# Formel 1 Gewinnspiel von Anglers TopShop, Runde 13



## Thomas9904 (27. Juli 2004)

Wer bei der letzten Runde richtig getippt hat, bitte bei Holger melden:
Info@anglers-topshop.de

Das nächste Rennen findet in Budapest in Ungarn statt, am 15.08. 

*Und jetzt herzlich willkommen bei der 13. Runde, dem Grand Prix auf dem Hungaroring!!*

*Wir bedanken uns bei Holger nochmals herzlich für die Patenschaft beim Gewinnspiel:*
Zu unserem Gewinnspielpaten, Anglers TopShop 

Wieder sind die ersten drei Plätze gefragt.
Wie immer unter Ausschluss des Rechtsweges und zu folgenden Bedingungen:

Einfach im Thread Eure Tipps posten (jeder darf 2 Tipps abgegeben!!)
*Damit Holger die Preise auch los wird, darf nämlich jeder immer noch 2 Tipps abgeben.* 
Wer dann am Schluss recht hatte, einfach eine Mail mit Namen und Adresse, sowie einen Link auf die entsprechende Antwort im Thread an 
info@Anglers-TopShop.de 
schicken, dann wird schnellstmöglich der Preis losgeschickt.

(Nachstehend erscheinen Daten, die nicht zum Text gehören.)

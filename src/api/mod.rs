pub mod middleware;
pub mod request;
pub mod response;
pub mod routes;

pub use middleware::authorize;
pub use routes::{create_router, AppState};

Sollten mehrere richtig tippen, wird der Preis unter diesen verlost, sollte niemand den richtigen Tipp haben, kommt der Preis in den Jackpot fürs näxte Rennen. 

Viel Spass beim Tippen, nun habt Ihr wieder Zeit zum Tippen und diskutieren, bis ich auch den Thread hier vor dem Qualifiying am Freitag abend oder Samstag morgen wieder dichtmache. Bis dahin könnt Ihr auch Euren Tipp noch ändern, es zählt immer Euer letzter Tipp. 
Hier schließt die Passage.